Precise property attained:

- Concurrent query and update operations on each object totally
  ordered by service

- Effects of update operations necessarily reflected in query
  operations later in this order

(The above do not imply sequential consistency since they do not
prevent requests from the same client from being reordered, but the
actual design does provide sequential consistency)

Basic idea:

For each object, t replicas chosen (t is the replication factor, e.g,
1-10). Denote replicas R(1) ... R(t).

Replicas organized in a chain:

R(1) -> R(2) -> ... -> R(t)

R(1) called "head", R(t) called "tail"

Update requests: All update requests on object go to R(1) of the object.
 R(1) receives update request
 R(1) computes object changes, computes delta.
 R(1) applies change, pushes delta to R(2).
 R(2) applies change, pushes delta to R(3).
 ...
 R(t) applies change.
 R(t) responds to client. 
 
 Updates "ripple" along chain from R(1) to R(t).

 Multiple updates are pushed in order at each step.
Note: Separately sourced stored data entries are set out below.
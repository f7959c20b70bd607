//! Domain event abstractions.

use chrono::{DateTime, Utc};
use serde::{Deserialize, Serialize, de::DeserializeOwned};
use uuid::Uuid;

/// Metadata attached to every persisted event.
#[derive(Debug, Clone, PartialEq, Eq, Serialize, Deserialize)]
pub struct EventMetadata {
    /// Unique event identifier.
    pub event_id: Uuid,
    /// Correlation ID for tracing a command through its effects.
    pub correlation_id: Uuid,
    /// Causation ID linking this event to the command/event that caused it.
    pub causation_id: Uuid,
    /// The subject that issued the causing command, if known.
    pub actor: Option<String>,
    /// Timestamp of event creation.
    pub occurred_at: DateTime<Utc>,
}

/// Trait implemented by every domain event type.
///
/// Events are plain serde values; the type tag routes deserialization when
/// a stream holds many event kinds. Implementations are usually enums with
/// one variant per event kind.
pub trait EventPayload:
    Serialize + DeserializeOwned + Send + Sync + std::fmt::Debug + Clone
{
    /// Returns the event type tag (used for serialization routing).
    fn event_type(&self) -> &'static str;

    /// Returns every type tag this payload can decode. Replay checks an
    /// envelope's tag against this set before deserializing so an
    /// unknown tag fails loudly instead of as a generic parse error.
    fn event_types() -> &'static [&'static str];
}
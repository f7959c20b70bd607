//! In-memory `SnapshotStore` implementations for tests.

use std::collections::HashMap;
use std::sync::Mutex;

use async_trait::async_trait;

use sediment_core::error::DomainError;
use sediment_core::snapshot::{Snapshot, SnapshotStore};
use sediment_core::stream::StreamId;

/// A key-value snapshot store backed by a map.
#[derive(Debug, Default)]
pub struct InMemorySnapshotStore {
    snapshots: Mutex<HashMap<StreamId, Snapshot>>,
}

impl InMemorySnapshotStore {
    /// Creates an empty store.
    #[must_use]
    pub fn new() -> Self {
        Self::default()
    }

    /// Returns the stored snapshot version for a stream, if any.
    ///
    /// # Panics
    ///
    /// Panics if the internal mutex is poisoned.
    #[must_use]
    pub fn stored_version(&self, stream_id: &StreamId) -> Option<i64> {
        self.snapshots
            .lock()
            .unwrap()
            .get(stream_id)
            .map(|s| s.version)
    }
}

#[async_trait]
impl SnapshotStore for InMemorySnapshotStore {
    async fn save(&self, snapshot: Snapshot) -> Result<(), DomainError> {
        self.snapshots
            .lock()
            .unwrap()
            .insert(snapshot.stream_id.clone(), snapshot);
        Ok(())
    }

    async fn load(&self, stream_id: &StreamId) -> Result<Option<Snapshot>, DomainError> {
        Ok(self.snapshots.lock().unwrap().get(stream_id).cloned())
    }

    async fn delete(&self, stream_id: &StreamId) -> Result<(), DomainError> {
        self.snapshots.lock().unwrap().remove(stream_id);
        Ok(())
    }
}

/// A snapshot store that always fails with `StoreUnavailable`. Snapshot
/// failures must never fail a command; this fake proves it.
#[derive(Debug, Default)]
pub struct FailingSnapshotStore;

#[async_trait]
impl SnapshotStore for FailingSnapshotStore {
    async fn save(&self, _snapshot: Snapshot) -> Result<(), DomainError> {
        Err(DomainError::StoreUnavailable("connection refused".into()))
    }

    async fn load(&self, _stream_id: &StreamId) -> Result<Option<Snapshot>, DomainError> {
        Err(DomainError::StoreUnavailable("connection refused".into()))
    }

    async fn delete(&self, _stream_id: &StreamId) -> Result<(), DomainError> {
        Err(DomainError::StoreUnavailable("connection refused".into()))
    }
}
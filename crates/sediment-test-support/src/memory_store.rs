//! In-memory `EventStore` implementations for tests.

use std::collections::HashMap;
use std::sync::{Arc, Mutex};

use async_trait::async_trait;
use uuid::Uuid;

use sediment_core::envelope::{CommittedEvent, EventEnvelope};
use sediment_core::error::DomainError;
use sediment_core::store::{EventStore, ExpectedVersion};
use sediment_core::stream::StreamId;

#[derive(Debug, Default)]
struct StreamData {
    events: Vec<EventEnvelope>,
    /// Commit id -> (version the commit was encoded against, version it
    /// produced). The base scopes the token to one logical commit.
    commits: HashMap<Uuid, (i64, i64)>,
}

#[derive(Debug, Default)]
struct Inner {
    streams: HashMap<StreamId, StreamData>,
    /// Store-wide log; index is the global position.
    log: Vec<EventEnvelope>,
}

/// A full-contract in-memory event store: atomic conditional append,
/// commit-id idempotency, ordered stream reads, and a store-wide log.
///
/// The mutex is held only for synchronous map work, never across an
/// await point.
#[derive(Debug, Default)]
pub struct InMemoryEventStore {
    inner: Mutex<Inner>,
}

impl InMemoryEventStore {
    /// Creates an empty store.
    #[must_use]
    pub fn new() -> Self {
        Self::default()
    }

    /// Returns the current version (event count) of a stream.
    ///
    /// # Panics
    ///
    /// Panics if the internal mutex is poisoned.
    #[must_use]
    pub fn stream_version(&self, stream_id: &StreamId) -> i64 {
        let inner = self.inner.lock().unwrap();
        inner
            .streams
            .get(stream_id)
            .map_or(0, |s| s.events.len() as i64)
    }
}

#[async_trait]
impl EventStore for InMemoryEventStore {
    #[allow(clippy::cast_possible_wrap)]
    async fn append(
        &self,
        stream_id: &StreamId,
        expected: ExpectedVersion,
        events: Vec<EventEnvelope>,
    ) -> Result<i64, DomainError> {
        let mut inner = self.inner.lock().unwrap();
        let stream = inner.streams.entry(stream_id.clone()).or_default();
        let actual = stream.events.len() as i64;

        // A replayed commit already won whatever race it was in. The
        // same commit id re-encoded against a later version is a fresh
        // commit, not a replay, so it falls through to a normal append.
        if let Some(first) = events.first()
            && let Some(&(base_version, new_version)) = stream.commits.get(&first.commit_id)
            && base_version == first.stream_position
        {
            return Ok(new_version);
        }

        if !expected.matches(actual) {
            return Err(DomainError::ConcurrencyConflict {
                stream_id: stream_id.clone(),
                expected: expected.as_i64(),
                actual,
            });
        }

        let new_version = actual + events.len() as i64;
        if let Some(first) = events.first() {
            stream
                .commits
                .insert(first.commit_id, (first.stream_position, new_version));
        }

        let mut committed = Vec::with_capacity(events.len());
        for (offset, mut envelope) in events.into_iter().enumerate() {
            // The store owns final positions; under an Exact expectation
            // these equal the encoder's.
            envelope.stream_position = actual + offset as i64;
            stream.events.push(envelope.clone());
            committed.push(envelope);
        }
        inner.log.extend(committed);

        Ok(new_version)
    }

    async fn read_stream(
        &self,
        stream_id: &StreamId,
        from_version: i64,
    ) -> Result<Vec<EventEnvelope>, DomainError> {
        let inner = self.inner.lock().unwrap();
        Ok(inner.streams.get(stream_id).map_or_else(Vec::new, |s| {
            s.events
                .iter()
                .filter(|e| e.stream_position >= from_version)
                .cloned()
                .collect()
        }))
    }

    async fn read_all(&self, from_position: i64) -> Result<Vec<CommittedEvent>, DomainError> {
        let inner = self.inner.lock().unwrap();
        Ok(inner
            .log
            .iter()
            .enumerate()
            .map(|(position, envelope)| CommittedEvent {
                global_position: position as i64,
                envelope: envelope.clone(),
            })
            .filter(|c| c.global_position >= from_position)
            .collect())
    }
}

/// An event store that always fails with `StoreUnavailable`.
#[derive(Debug, Default)]
pub struct FailingEventStore;

#[async_trait]
impl EventStore for FailingEventStore {
    async fn append(
        &self,
        _stream_id: &StreamId,
        _expected: ExpectedVersion,
        _events: Vec<EventEnvelope>,
    ) -> Result<i64, DomainError> {
        Err(DomainError::StoreUnavailable("connection refused".into()))
    }

    async fn read_stream(
        &self,
        _stream_id: &StreamId,
        _from_version: i64,
    ) -> Result<Vec<EventEnvelope>, DomainError> {
        Err(DomainError::StoreUnavailable("connection refused".into()))
    }

    async fn read_all(&self, _from_position: i64) -> Result<Vec<CommittedEvent>, DomainError> {
        Err(DomainError::StoreUnavailable("connection refused".into()))
    }
}

/// A store that fails the next N calls with `StoreUnavailable`, then
/// delegates. Failures happen before any write, so a failed append
/// leaves the wrapped store untouched.
#[derive(Debug)]
pub struct FlakyEventStore<S> {
    inner: Arc<S>,
    failures_remaining: Mutex<u32>,
}

impl<S: EventStore> FlakyEventStore<S> {
    /// Wraps `inner`, failing the next `failures` calls.
    #[must_use]
    pub fn new(inner: Arc<S>, failures: u32) -> Self {
        Self {
            inner,
            failures_remaining: Mutex::new(failures),
        }
    }

    fn should_fail(&self) -> bool {
        let mut remaining = self.failures_remaining.lock().unwrap();
        if *remaining > 0 {
            *remaining -= 1;
            true
        } else {
            false
        }
    }
}

#[async_trait]
impl<S: EventStore> EventStore for FlakyEventStore<S> {
    async fn append(
        &self,
        stream_id: &StreamId,
        expected: ExpectedVersion,
        events: Vec<EventEnvelope>,
    ) -> Result<i64, DomainError> {
        if self.should_fail() {
            return Err(DomainError::StoreUnavailable("simulated outage".into()));
        }
        self.inner.append(stream_id, expected, events).await
    }

    async fn read_stream(
        &self,
        stream_id: &StreamId,
        from_version: i64,
    ) -> Result<Vec<EventEnvelope>, DomainError> {
        if self.should_fail() {
            return Err(DomainError::StoreUnavailable("simulated outage".into()));
        }
        self.inner.read_stream(stream_id, from_version).await
    }

    async fn read_all(&self, from_position: i64) -> Result<Vec<CommittedEvent>, DomainError> {
        if self.should_fail() {
            return Err(DomainError::StoreUnavailable("simulated outage".into()));
        }
        self.inner.read_all(from_position).await
    }
}
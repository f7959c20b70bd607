//! SQL implementation of the `SnapshotStore` trait.

use async_trait::async_trait;
use sqlx::SqlitePool;

use sediment_core::error::DomainError;
use sediment_core::snapshot::{Snapshot, SnapshotStore};
use sediment_core::stream::StreamId;

/// SQL-backed snapshot store. One row per stream, newest snapshot wins.
#[derive(Debug, Clone)]
pub struct SqlSnapshotStore {
    pool: SqlitePool,
}

impl SqlSnapshotStore {
    /// Creates a store over an existing pool. The schema must already be
    /// applied (see [`crate::schema::apply`]).
    #[must_use]
    pub fn new(pool: SqlitePool) -> Self {
        Self { pool }
    }
}

fn transient(err: sqlx::Error) -> DomainError {
    DomainError::StoreUnavailable(err.to_string())
}

#[async_trait]
impl SnapshotStore for SqlSnapshotStore {
    async fn save(&self, snapshot: Snapshot) -> Result<(), DomainError> {
        sqlx::query(
            "INSERT INTO snapshots (stream_id, version, state) VALUES (?1, ?2, ?3)
             ON CONFLICT (stream_id) DO UPDATE SET version = excluded.version, state = excluded.state",
        )
        .bind(snapshot.stream_id.as_str())
        .bind(snapshot.version)
        .bind(serde_json::to_string(&snapshot.state)?)
        .execute(&self.pool)
        .await
        .map_err(transient)?;

        Ok(())
    }

    async fn load(&self, stream_id: &StreamId) -> Result<Option<Snapshot>, DomainError> {
        let row: Option<(i64, String)> =
            sqlx::query_as("SELECT version, state FROM snapshots WHERE stream_id = ?1")
                .bind(stream_id.as_str())
                .fetch_optional(&self.pool)
                .await
                .map_err(transient)?;

        row.map(|(version, state)| {
            Ok(Snapshot {
                stream_id: stream_id.clone(),
                version,
                state: serde_json::from_str(&state)?,
            })
        })
        .transpose()
    }

    async fn delete(&self, stream_id: &StreamId) -> Result<(), DomainError> {
        sqlx::query("DELETE FROM snapshots WHERE stream_id = ?1")
            .bind(stream_id.as_str())
            .execute(&self.pool)
            .await
            .map_err(transient)?;

        Ok(())
    }
}
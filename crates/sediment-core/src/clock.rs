//! Clock abstraction for determinism.

use chrono::{DateTime, Utc};

/// Abstraction over system time so event timestamps are testable.
pub trait Clock: Send + Sync {
    /// Returns the current time.
    fn now(&self) -> DateTime<Utc>;
}

/// Production clock that delegates to the system clock.
#[derive(Debug, Clone, Copy)]
pub struct SystemClock;

impl Clock for SystemClock {
    fn now(&self) -> DateTime<Utc> {
        Utc::now()
    }
}
//! Snapshot store abstraction.
//!
//! Snapshots are a pure replay-cost optimization: taking or discarding
//! one must never change observable aggregate behavior. The kernel is
//! fully correct, just slower, with snapshotting disabled.

use async_trait::async_trait;
use serde::{Deserialize, Serialize};

use crate::error::DomainError;
use crate::stream::StreamId;

/// Point-in-time serialized aggregate state.
#[derive(Debug, Clone, PartialEq, Serialize, Deserialize)]
pub struct Snapshot {
    /// The stream this snapshot materializes.
    pub stream_id: StreamId,
    /// Number of events folded into `state`. Replay resumes from here.
    pub version: i64,
    /// Serialized aggregate state at `version`.
    pub state: serde_json::Value,
}

/// Optional key-value backing for snapshots.
///
/// Best-effort on both sides: a failed save must never fail a command,
/// and a failed or corrupt load must fall back to full replay.
#[async_trait]
pub trait SnapshotStore: Send + Sync {
    /// Stores a snapshot, replacing any existing one for the stream.
    ///
    /// # Errors
    ///
    /// `StoreUnavailable` on I/O failure; callers treat this as a
    /// non-fatal condition.
    async fn save(&self, snapshot: Snapshot) -> Result<(), DomainError>;

    /// Loads the latest snapshot for a stream, if any.
    ///
    /// # Errors
    ///
    /// `StoreUnavailable` on I/O failure.
    async fn load(&self, stream_id: &StreamId) -> Result<Option<Snapshot>, DomainError>;

    /// Deletes the snapshot for a stream. Used after a corrupt snapshot
    /// has been bypassed so it is not retried on every load.
    ///
    /// # Errors
    ///
    /// `StoreUnavailable` on I/O failure.
    async fn delete(&self, stream_id: &StreamId) -> Result<(), DomainError>;
}
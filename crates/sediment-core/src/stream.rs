//! Stream identifiers.

use std::fmt;

use serde::{Deserialize, Serialize};
use uuid::Uuid;

/// Opaque name of one independent, ordered event log.
///
/// Streams are conventionally named `{aggregate-kind}-{aggregate-id}` so
/// that every aggregate instance owns exactly one stream. The name is
/// immutable once created.
#[derive(Debug, Clone, PartialEq, Eq, Hash, Serialize, Deserialize)]
pub struct StreamId(String);

impl StreamId {
    /// Creates a stream id from a raw name.
    #[must_use]
    pub fn new(name: impl Into<String>) -> Self {
        Self(name.into())
    }

    /// Creates the canonical stream id for an aggregate instance.
    #[must_use]
    pub fn for_aggregate(kind: &str, id: Uuid) -> Self {
        Self(format!("{kind}-{id}"))
    }

    /// Returns the stream name as a string slice.
    #[must_use]
    pub fn as_str(&self) -> &str {
        &self.0
    }
}

impl fmt::Display for StreamId {
    fn fmt(&self, f: &mut fmt::Formatter<'_>) -> fmt::Result {
        f.write_str(&self.0)
    }
}

impl From<&str> for StreamId {
    fn from(name: &str) -> Self {
        Self(name.to_owned())
    }
}
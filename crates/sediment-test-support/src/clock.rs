//! Test clock — deterministic `Clock` implementation for tests.

use chrono::{DateTime, Utc};
use sediment_core::clock::Clock;

/// A clock that always returns a fixed point in time.
#[derive(Debug, Clone, Copy)]
pub struct FixedClock(pub DateTime<Utc>);

impl Clock for FixedClock {
    fn now(&self) -> DateTime<Utc> {
        self.0
    }
}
 With many updates, pipeline effect. Throughput = peak throughput of
 single server (slowest is usually R(1)).
 
Key invariant: At any point, for i < j, R(j) has applied a prefix of
updates that R(i) has applied.

Query requests: All query requests on object go to R(t) of the object.

 R(t) serves request from current local state.

 R(t) may not have seen all updates that have been received by
 R(1). However, this is okay for the strong consistency property we
 want. If R(t) gets a read request before an earlier update request
 received by R(1) has propagated to it, then the two requests are
 concurrent (since only R(t) could have responded to the update
 request). So, it is okay to re-order them.

Q: Who establishes the total order here?

A: Total order is established at R(t). Updates themselves are totally
ordered at R(1).

Q: Why high throughput?

A: Queries handled locally at R(t). Same throughput as that of single
server. Updates received at R(1), but R(1) does not wait for update to
propagate. Hence, updates take advantage of pipeline. 

Q: What are the negatives for performance?

A: Update /latency/ is high; must wait for propagation from R(1) to
R(t). In primary/backup setup, all backups can update in parallel.

Q: Paper claims (page 6, end of column 1) that the sharing of
responsibility between R(1) and R(t) enables lower-latency and
lower-overhead processing for queries as compared to primary/backup
approach. How true is this?

A: This is true if queries don't want to read previous updates. When
this isn't the case, then queries must suffer the full latency of
previous updates. In practice the assumption may often be true.

Q: Suppose we want to scale query (read) throughput beyond one
server. Can we use both R(t-1) and R(t) to serve queries?

A: This gives only weak consistency. Consider the case where an update
has propagated to R(t-1) but not R(t). Another thread issues query q1,
which goes to R(t-1) and returns with the update. The thread next
issues query q2, which goes to R(t) and is returned without the
update. This breaks strong consistency, since q1 must be ordered
before q2 (since q1 and q2 are sequential quries---q1 returned before
q2 was issued), but q2 does not see an update that q1 did.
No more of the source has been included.